L'histoire :
Lope de Aguirre est venu aux Indes Occidentales par idéalisme. Mais les innombrables massacres que les conquistadors ont perpétrés lui ont fait comprendre que les idéaux de la chevalerie et de l'Eglise ne sont que des prétextes pour cacher la soif de sang, de pouvoir et d’or des princes et des représentants de l’église. A force de douter et de renier ses idéaux, il est devenu lui aussi un monstre, gagnant le surnom d'El Loco. Quand il est envoyé en expédition sur le Maranon, il a l'occasion de se libérer ; celle qu'il faut saisir, celle qui ne se représentera pas. Alors, Aguirre se révolte, se déclare traître à la couronne d'Espagne, à Philippe 2 au nom duquel le pillage de l'Amérique se déroule, au nom duquel lui et ses compagnons ont déjà perdu leur humanité. Cette révolte sera menée tambour battant : le chef de l'expédition Pedro de Ursua est assassiné, un nouveau vice-roi du Pérou élu et surtout une lettre sera écrite. Une lettre à Philippe 2 pour qu'il sache que loin de l'Espagne, dans la forêt, un homme s'est levé contre lui…

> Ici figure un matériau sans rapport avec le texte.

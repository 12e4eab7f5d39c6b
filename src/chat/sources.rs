// Defensive parsing of google_search tool output into source-url parts.
// The gateway's search runtime is loosely typed; anything that is not an
// object with an absolute http(s) URL is dropped.

use serde::{Deserialize, Serialize};
use serde_json::Value;
use url::Url;

#[derive(Debug, Clone, PartialEq, Serialize, Deserialize)]
#[serde(rename_all = "camelCase")]
pub struct SearchSource {
    pub source_id: String,
    pub url: String,
    #[serde(skip_serializing_if = "Option::is_none")]
    pub title: Option<String>,
}

/// Extract the valid sources from a google_search output. The fallback id
/// keeps the entry's position in the original `sources` array, so filtered
/// neighbors do not shift the numbering.
pub fn parse_google_search_sources(output: &Value) -> Vec<SearchSource> {
    let entries = match output.get("sources").and_then(Value::as_array) {
        Some(entries) => entries,
        None => return Vec::new(),
    };

    entries
        .iter()
        .enumerate()
        .filter_map(|(index, entry)| {
            let obj = entry.as_object()?;
            let url = obj.get("url")?.as_str()?;
            if !is_http_url(url) {
                return None;
            }
            let source_id = obj
                .get("id")
                .and_then(Value::as_str)
                .filter(|id| !id.is_empty())
                .map(str::to_string)
                .unwrap_or_else(|| format!("google-search-{}", index));
            let title = obj
                .get("title")
                .and_then(Value::as_str)
                .filter(|t| !t.is_empty())
                .map(str::to_string);
            Some(SearchSource {
                source_id,
                url: url.to_string(),
                title,
            })
        })
        .collect()
}

pub fn is_http_url(candidate: &str) -> bool {
    match Url::parse(candidate) {
        Ok(url) => matches!(url.scheme(), "http" | "https") && url.has_host(),
        Err(_) => false,
    }
}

Ce qu'on en pense sur la planète BD :
La révolte de Lope de Aguirre est bien connue depuis le film éponyme de Werner Herzog, dans lequel Klaus Kinski incarne un Aguirre inoubliable. Le sujet est dense, profond et passionnant. Richard Marazano, scénariste de Cuervos, Le complexe du chimpanzé, Genetiks..., a l’intelligence de ne pas reproduire le scénario du film. S’il choisit d'user des flashbacks, il rend la parole à l'Indien. Dans cet album, du moins, il n'utilise pas le fleuve qui emmène inexorablement les hommes à la mort. Le dessin de Gabriel Delmas vaut quand à lui vraiment le coup d'œil. Ce dessinateur utilise le noir et blanc avec intelligence et grand talent pour représenter l'ombre et la lumière, mais aussi toute une palette de sentiments humains. La splendide couverture en est une illustration frappante. La mise en couleur volontairement très basique, bi ou tri-chromique, renforce le caractère allégorique du récit. Car, il ne faut pas s'y tromper, l'objet de l'album n'est pas de relater des évènements historiques, mais bien la révolte d'un monstre abominable qui ose prendre son destin en main.